Corinne D. Mann-Morlet (Pennsylvania State University)
The Interior Diaspora in Hélène Cixous’s Le jour où je n’étais pas là

As with any of Hélène Cixous’s fictions, it is difficult to determine a unique and defined story line for the content of Le jour où je n’étais pas là. The narration is marked by a multiplicity of wanderings pulling on and combining numerous stories or histories at once. In this way the structure of the narration mimics its content with its “diasporic” tendencies. A central line, however, which functions as a guiding narrative thread, is the story of the memory of the life and death of the narrator’s first-born son, a Down’s syndrome child who lived just beyond a year. This Mongoloid child with his physical and expected intellectual abnormalities is stamped as an outsider upon his birth where he is surrounded by the curious inspecting and suspicious eyes of the narrator’s Jewish family. He is a “not quite human,” an “almost human,” or an “other human still (human)” being who like all beings born outside the norm is condemned to abandonment. This child born here is from there, Mongolia, that vast unexplored region, the uncharted land of bizarre foreigners. The history of the Mongoloid people rapidly confronts the historical heritage of the narrator’s own people, the Jews. Like the Israelites, the Mongoloids, as they are found in all parts of the world, experience a Diaspora of sorts. The consideration of the Diaspora is further explored through the eventual historical consequences for these two people. The Mongoloids and the Jews, the unwanted “abandonable” peoples face the threat of near erasure.

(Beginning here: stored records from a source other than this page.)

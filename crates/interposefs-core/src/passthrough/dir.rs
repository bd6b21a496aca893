// Copyright 2025 Schelling Point Labs Inc
// SPDX-License-Identifier: AGPL-3.0-only

//! Directory handles: a second, readable descriptor opened from the
//! inode's path-only one, wrapped in a libc directory stream with a
//! resumable cursor.

use std::ffi::{CStr, OsString};
use std::io;
use std::os::fd::{IntoRawFd, OwnedFd, RawFd};
use std::os::unix::ffi::OsStrExt;

/// An entry pulled off the stream but not yet delivered to the kernel.
#[derive(Debug)]
pub struct StreamEntry {
    pub ino: u64,
    /// Offset of the entry *after* this one.
    pub next_offset: i64,
    pub file_type: u8,
    pub name: OsString,
}

impl StreamEntry {
    pub fn is_dot(&self) -> bool {
        let bytes = self.name.as_bytes();
        bytes == b"." || bytes == b".."
    }
}

/// Wrapper around `DIR*` with the cursor the readdir contract needs:
/// the offset the stream is positioned at and the entry that did not fit
/// in the previous reply buffer.
#[derive(Debug)]
pub struct DirStream {
    dir: *mut libc::DIR,
    pub offset: i64,
    pub pending: Option<StreamEntry>,
}

// The raw stream pointer is only touched under the handle's mutex.
unsafe impl Send for DirStream {}

impl DirStream {
    /// Takes ownership of `fd`; the descriptor is closed by `closedir`
    /// when the stream drops.
    pub fn from_fd(fd: OwnedFd) -> io::Result<Self> {
        let raw = fd.into_raw_fd();
        let dir = unsafe { libc::fdopendir(raw) };
        if dir.is_null() {
            let err = io::Error::last_os_error();
            unsafe { libc::close(raw) };
            return Err(err);
        }
        Ok(Self {
            dir,
            offset: 0,
            pending: None,
        })
    }

    pub fn seek(&mut self, offset: i64) {
        unsafe { libc::seekdir(self.dir, offset as libc::c_long) };
        self.offset = offset;
        self.pending = None;
    }

    /// Reads the next raw entry, `Ok(None)` at end of stream.
    pub fn next_entry(&mut self) -> io::Result<Option<StreamEntry>> {
        unsafe { *libc::__errno_location() = 0 };
        let ent = unsafe { libc::readdir(self.dir) };
        if ent.is_null() {
            return match io::Error::last_os_error().raw_os_error() {
                Some(0) | None => Ok(None),
                Some(errno) => Err(io::Error::from_raw_os_error(errno)),
            };
        }
        let ent = unsafe { &*ent };
        let name = unsafe { CStr::from_ptr(ent.d_name.as_ptr()) };
        Ok(Some(StreamEntry {
            ino: ent.d_ino,
            next_offset: ent.d_off,
            file_type: ent.d_type,
            name: OsString::from(std::ffi::OsStr::from_bytes(name.to_bytes())),
        }))
    }

    pub fn fd(&self) -> RawFd {
        unsafe { libc::dirfd(self.dir) }
    }
}

impl Drop for DirStream {
    fn drop(&mut self) {
        unsafe { libc::closedir(self.dir) };
    }
}

#[cfg(test)]
mod tests {
    use super::*;
    use crate::passthrough::sys;
    use std::collections::HashSet;
    use std::ffi::OsStr;

    fn open_stream(path: &std::path::Path) -> DirStream {
        let fd = sys::open(path.as_os_str(), libc::O_RDONLY).unwrap();
        DirStream::from_fd(fd).unwrap()
    }

    #[test]
    fn walks_every_entry_including_dots() {
        let dir = tempfile::tempdir().unwrap();
        std::fs::write(dir.path().join("one"), b"").unwrap();
        std::fs::create_dir(dir.path().join("two")).unwrap();

        let mut stream = open_stream(dir.path());
        let mut names = HashSet::new();
        while let Some(ent) = stream.next_entry().unwrap() {
            names.insert(ent.name);
        }
        for expected in [".", "..", "one", "two"] {
            assert!(names.contains(OsStr::new(expected)), "missing {expected}");
        }
    }

    #[test]
    fn seek_resumes_from_a_saved_offset() {
        let dir = tempfile::tempdir().unwrap();
        for name in ["a", "b", "c", "d"] {
            std::fs::write(dir.path().join(name), b"").unwrap();
        }

        let mut stream = open_stream(dir.path());
        let first = stream.next_entry().unwrap().unwrap();
        let resume_at = first.next_offset;
        let second = stream.next_entry().unwrap().unwrap();

        stream.seek(resume_at);
        let replayed = stream.next_entry().unwrap().unwrap();
        assert_eq!(replayed.name, second.name);
    }
}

The purpose of this paper is to expose these two dominant narrative threads in Le jour où je n’étais pas là in order to highlight the interweaving of the one upon the other and the mimicking of the form itself that supports the notion of interior Diaspora within the memory constructions of the narrator. There is no linear narration, which holds the text together as a coherent whole; rather this text explodes into multiple fragments of histories and in this dispersion accents the Diaspora it contains.